On Wed, 25 Oct 2023 09:29:43 GMT, Aleksey Shipilev <shade at openjdk.org> wrote:

>> The result of `FindClass` is a local JNI handle (in `find_class_from_class_loader`, called from `jni_FindClass` [1]). As such, we need to wrap the return value of `FindClass` in a global reference when storing it inside fallbackLinker.c.
>> 
>> While investigating this, I also noticed an existing bug in `JNIHandles::handle_type`. This method is used from the implementation of `GetObjectRefType` ([2]), and from the implementation of `-Xcheck:jni` code. The former specifies that `JNIInvalidRefType` is a valid return value, and the latter compares the result against `JNIInvalidRefType`. However, if the handle is not any valid type, the implementation bottoms out in a `ShouldNotReachHere()`, meaning `JNIHandles::handle_type` can never return `JNIInvalidRefType`. I've fixed this by letting the enclosing if/else chain fall through to just returning the default result, which is `JNIInvalidRefType`. In that case, I observe the expected stack trace when running with `-Xcheck:jni`. For example:
>> 
>> 
>> FATAL ERROR in native method: Bad global or local ref passed to JNI
>>         at jdk.internal.foreign.abi.fallback.LibFallback.doDowncall(java.base at 22-internal/Native Method)
>>         at jdk.internal.foreign.abi.fallback.LibFallback.doDowncall(java.base at 22-internal/LibFallback.java:94)
>>         at jdk.internal.foreign.abi.fallback.FallbackLinker.doDowncall(java.base at 22-internal/FallbackLinker.java:197)
>>         at java.lang.invoke.LambdaForm$DMH/0x000001b585008000.invokeStaticInit(java.base at 22-internal/LambdaForm$DMH)
>>         at java.lang.invoke.LambdaForm$MH/0x000001b585029400.invoke(java.base at 22-internal/LambdaForm$MH)
>>         at java.lang.invoke.LambdaForm$MH/0x000001b58502d000.invokeExact_MT(java.base at 22-internal/LambdaForm$MH)
>>         at TestUpcallDeopt.payload(TestUpcallDeopt.java:93)
>>         at TestUpcallDeopt.main(TestUpcallDeopt.java:84)
>>         at java.lang.invoke.LambdaForm$DMH/0x000001b585006800.invokeStatic(java.base at 22-internal/LambdaForm$DMH)
>>         at java.lang.invoke.LambdaForm$MH/0x000001b58502a800.invoke(java.base at 22-internal/LambdaForm$MH)
>>         at java.lang.invoke.Invokers$Holder.invokeExact_MT(java.base at 22-internal/Invokers$Holder)
>>         at jdk.internal.reflect.DirectMethodHandleAccessor.invokeImpl(java.base at 22-internal/DirectMethodHandleAccessor.java:154)
>>         at jdk.internal.reflect.DirectMethodHandleAccessor.invoke(java.base at 22-internal/DirectMethodHandleAccessor.java:103)
>>         at java.lang.reflect.Method.invo...
>
> src/hotspot/share/runtime/jniHandles.cpp line 202:
> 
>> 200:       ShouldNotReachHere();
>> 201:     }
>> 202:   } else if (is_local_handle(thread, handle) || is_frame_handle(thread, handle)) {
> 
> Should we still add `ShouldNotReachHere()` at global `else` branch? This would make the if-else chain exhaustive with the early warning if some handle type is not used. The prior code did this already.

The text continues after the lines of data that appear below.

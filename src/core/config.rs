//! Runtime configuration
//!
//! Loaded from YAML (`resume-rag.yaml` in the working directory, or an
//! explicit `--config` path). Every field has a default, so a partial file
//! or no file at all is valid.

use serde::{Deserialize, Serialize};
use std::path::{Path, PathBuf};

use super::error::{RagError, Result};
use super::paths::{DataPaths, DEFAULT_DATA_DIR};

pub const CONFIG_FILE_NAME: &str = "resume-rag.yaml";

#[derive(Debug, Clone, Copy, PartialEq, Eq, Serialize, Deserialize)]
#[serde(rename_all = "lowercase")]
pub enum EmbedderKind {
    /// Harmonic token projection
    Htp,
    /// Text-seeded pseudorandom vectors
    Seeded,
}

#[derive(Debug, Clone, Serialize, Deserialize)]
#[serde(default)]
pub struct Config {
    pub data_dir: PathBuf,
    pub dimension: usize,
    pub embedder: EmbedderKind,
    pub top_k: usize,
    pub max_snippets: usize,
    pub fallback_chars: usize,
    pub context_turns: usize,
    pub max_history: usize,
    pub preview_chars: usize,
}

impl Default for Config {
    fn default() -> Self {
        Self {
            data_dir: PathBuf::from(DEFAULT_DATA_DIR),
            dimension: 384,
            embedder: EmbedderKind::Htp,
            top_k: 5,
            max_snippets: 2,
            fallback_chars: 200,
            context_turns: 3,
            max_history: 50,
            preview_chars: 800,
        }
    }
}

impl Config {
    /// Load configuration.
    ///
    /// An explicit path must exist. Without one, `resume-rag.yaml` in the
    /// current directory is used when present, defaults otherwise.
    pub fn load(explicit: Option<&Path>) -> Result<Self> {
        let config = match explicit {
            Some(path) => Self::from_file(path)?,
            None => {
                let local = PathBuf::from(CONFIG_FILE_NAME);
                if local.exists() {
                    Self::from_file(&local)?
                } else {
                    Self::default()
                }
            }
        };
        config.validate()?;
        Ok(config)
    }

    pub fn from_file(path: &Path) -> Result<Self> {
        let raw = std::fs::read_to_string(path)?;
        Self::from_yaml(&raw)
    }

    pub fn from_yaml(raw: &str) -> Result<Self> {
        serde_yaml::from_str(raw)
            .map_err(|e| RagError::Validation(format!("Invalid configuration: {}", e)))
    }

    pub fn validate(&self) -> Result<()> {
        if self.dimension == 0 {
            return Err(RagError::Validation("dimension must be positive".into()));
        }
        if self.embedder == EmbedderKind::Htp && self.dimension % 2 != 0 {
            return Err(RagError::Validation(format!(
                "htp embedder needs an even dimension, got {}",
                self.dimension
            )));
        }
        if self.context_turns == 0 || self.max_history == 0 {
            return Err(RagError::Validation(
                "context_turns and max_history must be positive".into(),
            ));
        }
        if self.context_turns > self.max_history {
            return Err(RagError::Validation(
                "context_turns cannot exceed max_history".into(),
            ));
        }
        Ok(())
    }

    pub fn paths(&self) -> DataPaths {
        DataPaths::from_root(self.data_dir.clone())
    }
}

#[cfg(test)]
mod tests {
    use super::*;

    #[test]
    fn test_partial_yaml_keeps_defaults() {
        let config = Config::from_yaml("top_k: 3\nembedder: seeded\n").unwrap();
        assert_eq!(config.top_k, 3);
        assert_eq!(config.embedder, EmbedderKind::Seeded);
        assert_eq!(config.dimension, 384);
        assert_eq!(config.context_turns, 3);
        assert_eq!(config.max_history, 50);
    }

    #[test]
    fn test_rejects_odd_htp_dimension() {
        let config = Config {
            dimension: 385,
            ..Config::default()
        };
        assert!(config.validate().is_err());

        let seeded = Config {
            dimension: 385,
            embedder: EmbedderKind::Seeded,
            ..Config::default()
        };
        assert!(seeded.validate().is_ok());
    }

    #[test]
    fn test_rejects_unknown_embedder() {
        assert!(Config::from_yaml("embedder: bert\n").is_err());
    }

    #[test]
    fn test_missing_explicit_file_is_error() {
        let result = Config::load(Some(Path::new("/nonexistent/resume-rag.yaml")));
        assert!(result.is_err());
    }
}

Not sure what you're saying here. As far as I understand the intent of this code is to check whether the handle is of a certain type, and if it's not recognized, return `JNIInvalidRefType`. So, I'm not sure there should be any `ShouldNotReachHere()` in this code.

We can add an `else` branch that returns `JNIInvalidRefType` though.